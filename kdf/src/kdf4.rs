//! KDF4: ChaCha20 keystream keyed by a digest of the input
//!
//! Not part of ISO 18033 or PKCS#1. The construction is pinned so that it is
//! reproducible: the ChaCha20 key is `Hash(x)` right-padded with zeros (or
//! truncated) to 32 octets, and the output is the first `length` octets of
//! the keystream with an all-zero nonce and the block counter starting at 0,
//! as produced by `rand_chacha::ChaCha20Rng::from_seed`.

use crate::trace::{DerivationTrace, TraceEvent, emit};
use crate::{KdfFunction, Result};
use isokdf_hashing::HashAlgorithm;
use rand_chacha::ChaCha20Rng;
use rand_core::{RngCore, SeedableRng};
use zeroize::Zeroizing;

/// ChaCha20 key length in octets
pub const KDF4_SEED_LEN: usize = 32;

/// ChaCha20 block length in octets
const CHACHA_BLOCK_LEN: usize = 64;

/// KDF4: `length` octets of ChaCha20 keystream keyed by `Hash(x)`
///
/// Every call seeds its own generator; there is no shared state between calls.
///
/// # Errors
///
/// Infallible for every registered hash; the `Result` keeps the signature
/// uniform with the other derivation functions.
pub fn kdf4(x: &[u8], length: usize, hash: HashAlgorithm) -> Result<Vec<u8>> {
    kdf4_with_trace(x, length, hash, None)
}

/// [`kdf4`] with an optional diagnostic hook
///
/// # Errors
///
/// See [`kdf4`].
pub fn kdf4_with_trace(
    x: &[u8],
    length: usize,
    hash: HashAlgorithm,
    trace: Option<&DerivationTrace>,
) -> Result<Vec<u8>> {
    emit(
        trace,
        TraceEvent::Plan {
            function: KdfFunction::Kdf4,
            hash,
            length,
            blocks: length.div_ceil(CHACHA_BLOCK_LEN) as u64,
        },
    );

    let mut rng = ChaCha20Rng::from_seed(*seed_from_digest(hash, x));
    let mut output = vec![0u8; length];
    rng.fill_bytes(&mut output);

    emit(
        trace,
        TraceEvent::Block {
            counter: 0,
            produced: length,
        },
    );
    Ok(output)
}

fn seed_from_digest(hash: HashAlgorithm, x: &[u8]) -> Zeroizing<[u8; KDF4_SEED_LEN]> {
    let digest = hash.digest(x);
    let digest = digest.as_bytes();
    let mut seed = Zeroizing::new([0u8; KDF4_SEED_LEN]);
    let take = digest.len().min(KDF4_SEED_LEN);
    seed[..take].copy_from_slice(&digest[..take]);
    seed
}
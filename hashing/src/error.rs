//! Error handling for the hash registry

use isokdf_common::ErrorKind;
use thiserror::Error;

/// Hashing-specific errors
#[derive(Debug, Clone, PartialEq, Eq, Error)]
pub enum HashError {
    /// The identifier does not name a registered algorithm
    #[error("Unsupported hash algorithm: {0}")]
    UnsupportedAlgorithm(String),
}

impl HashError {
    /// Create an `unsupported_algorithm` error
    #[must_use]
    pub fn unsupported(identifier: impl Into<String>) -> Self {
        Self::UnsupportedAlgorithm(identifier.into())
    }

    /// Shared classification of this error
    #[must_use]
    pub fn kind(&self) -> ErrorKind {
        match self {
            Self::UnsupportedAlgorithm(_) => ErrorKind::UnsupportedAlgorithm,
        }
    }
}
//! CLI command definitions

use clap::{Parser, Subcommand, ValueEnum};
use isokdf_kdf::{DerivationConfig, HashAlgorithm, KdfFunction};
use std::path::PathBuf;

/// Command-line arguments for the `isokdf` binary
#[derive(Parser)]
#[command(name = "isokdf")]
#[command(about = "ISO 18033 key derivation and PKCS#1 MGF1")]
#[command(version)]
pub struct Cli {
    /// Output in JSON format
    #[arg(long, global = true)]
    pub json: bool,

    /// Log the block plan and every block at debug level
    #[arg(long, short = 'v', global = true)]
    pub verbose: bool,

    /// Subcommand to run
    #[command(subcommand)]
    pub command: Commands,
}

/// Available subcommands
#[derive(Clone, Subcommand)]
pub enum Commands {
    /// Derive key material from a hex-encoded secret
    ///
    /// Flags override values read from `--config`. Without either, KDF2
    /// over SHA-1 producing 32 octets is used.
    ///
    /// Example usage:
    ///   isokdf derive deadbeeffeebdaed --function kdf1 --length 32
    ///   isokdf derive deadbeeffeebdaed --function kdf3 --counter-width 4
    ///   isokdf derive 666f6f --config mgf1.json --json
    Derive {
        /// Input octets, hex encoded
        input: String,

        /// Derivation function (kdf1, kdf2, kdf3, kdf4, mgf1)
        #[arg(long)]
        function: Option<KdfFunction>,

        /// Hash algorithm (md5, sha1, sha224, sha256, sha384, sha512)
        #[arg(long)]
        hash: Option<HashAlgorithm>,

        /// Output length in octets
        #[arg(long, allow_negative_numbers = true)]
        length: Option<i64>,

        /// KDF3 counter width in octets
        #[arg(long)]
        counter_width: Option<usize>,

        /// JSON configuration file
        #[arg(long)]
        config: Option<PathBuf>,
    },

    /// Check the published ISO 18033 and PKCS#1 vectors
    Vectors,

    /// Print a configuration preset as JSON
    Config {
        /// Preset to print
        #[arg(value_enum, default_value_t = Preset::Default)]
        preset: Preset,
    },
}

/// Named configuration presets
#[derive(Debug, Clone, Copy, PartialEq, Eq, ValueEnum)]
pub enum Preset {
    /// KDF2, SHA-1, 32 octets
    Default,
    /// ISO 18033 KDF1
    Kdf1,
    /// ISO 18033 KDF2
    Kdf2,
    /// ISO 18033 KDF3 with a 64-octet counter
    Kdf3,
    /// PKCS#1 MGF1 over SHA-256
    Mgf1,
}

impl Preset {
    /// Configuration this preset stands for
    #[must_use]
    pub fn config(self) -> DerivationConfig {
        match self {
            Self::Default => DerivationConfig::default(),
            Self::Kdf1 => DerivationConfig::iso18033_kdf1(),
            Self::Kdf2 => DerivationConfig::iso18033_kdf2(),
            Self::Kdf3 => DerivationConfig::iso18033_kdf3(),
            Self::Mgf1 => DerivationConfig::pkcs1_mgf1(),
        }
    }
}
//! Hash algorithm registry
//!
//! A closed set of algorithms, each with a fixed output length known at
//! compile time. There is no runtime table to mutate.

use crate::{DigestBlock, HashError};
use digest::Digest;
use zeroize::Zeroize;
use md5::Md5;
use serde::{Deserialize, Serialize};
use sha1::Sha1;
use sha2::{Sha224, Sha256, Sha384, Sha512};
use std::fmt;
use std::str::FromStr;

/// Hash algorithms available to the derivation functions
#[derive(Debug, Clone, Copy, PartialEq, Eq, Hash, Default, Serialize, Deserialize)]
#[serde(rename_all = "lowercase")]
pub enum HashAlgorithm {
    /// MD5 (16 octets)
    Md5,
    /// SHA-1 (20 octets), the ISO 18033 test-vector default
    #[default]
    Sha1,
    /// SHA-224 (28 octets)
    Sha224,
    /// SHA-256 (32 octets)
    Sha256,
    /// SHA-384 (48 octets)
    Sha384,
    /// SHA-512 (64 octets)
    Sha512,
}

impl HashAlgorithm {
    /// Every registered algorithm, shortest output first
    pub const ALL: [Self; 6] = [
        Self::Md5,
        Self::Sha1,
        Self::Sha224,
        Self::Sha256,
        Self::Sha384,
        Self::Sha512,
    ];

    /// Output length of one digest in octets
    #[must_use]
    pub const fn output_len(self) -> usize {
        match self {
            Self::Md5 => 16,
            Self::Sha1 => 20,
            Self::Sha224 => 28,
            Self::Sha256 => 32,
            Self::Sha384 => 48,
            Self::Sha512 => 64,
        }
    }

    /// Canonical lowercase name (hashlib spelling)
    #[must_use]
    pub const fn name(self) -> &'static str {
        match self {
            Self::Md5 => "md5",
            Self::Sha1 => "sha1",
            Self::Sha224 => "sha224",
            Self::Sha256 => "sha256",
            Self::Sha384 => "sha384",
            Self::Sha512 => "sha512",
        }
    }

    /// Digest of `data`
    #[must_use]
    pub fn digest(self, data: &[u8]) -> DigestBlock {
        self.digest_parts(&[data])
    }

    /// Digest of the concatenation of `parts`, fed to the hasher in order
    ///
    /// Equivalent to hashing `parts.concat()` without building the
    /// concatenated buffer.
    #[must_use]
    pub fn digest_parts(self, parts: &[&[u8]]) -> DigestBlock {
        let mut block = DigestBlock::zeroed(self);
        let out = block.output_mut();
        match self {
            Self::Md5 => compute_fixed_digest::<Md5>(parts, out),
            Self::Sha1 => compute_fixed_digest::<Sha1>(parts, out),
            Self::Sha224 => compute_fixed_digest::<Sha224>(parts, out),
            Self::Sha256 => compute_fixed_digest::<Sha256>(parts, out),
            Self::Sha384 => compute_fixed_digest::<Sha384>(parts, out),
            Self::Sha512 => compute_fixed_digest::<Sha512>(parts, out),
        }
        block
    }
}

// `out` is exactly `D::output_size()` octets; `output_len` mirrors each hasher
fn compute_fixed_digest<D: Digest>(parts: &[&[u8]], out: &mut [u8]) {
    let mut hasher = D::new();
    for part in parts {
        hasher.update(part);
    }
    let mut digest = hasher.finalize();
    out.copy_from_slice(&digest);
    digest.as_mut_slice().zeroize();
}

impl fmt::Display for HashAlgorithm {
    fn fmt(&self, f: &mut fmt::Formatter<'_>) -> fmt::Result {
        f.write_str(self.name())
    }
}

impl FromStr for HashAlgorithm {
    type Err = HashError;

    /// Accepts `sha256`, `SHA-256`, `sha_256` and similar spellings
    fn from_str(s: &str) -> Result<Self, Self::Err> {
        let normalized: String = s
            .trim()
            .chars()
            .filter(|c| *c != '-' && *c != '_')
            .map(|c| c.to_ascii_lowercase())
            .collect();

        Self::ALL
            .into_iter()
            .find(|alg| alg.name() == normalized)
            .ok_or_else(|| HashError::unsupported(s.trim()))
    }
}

Exercise aim
What lines of the data contain the string "Zeroizing"? List them.

Your response
use zeroize::Zeroizing;
fn seed_from_digest(hash: HashAlgorithm, x: &[u8]) -> Zeroizing<[u8; KDF4_SEED_LEN]> {
    let mut seed = Zeroizing::new([0u8; KDF4_SEED_LEN]);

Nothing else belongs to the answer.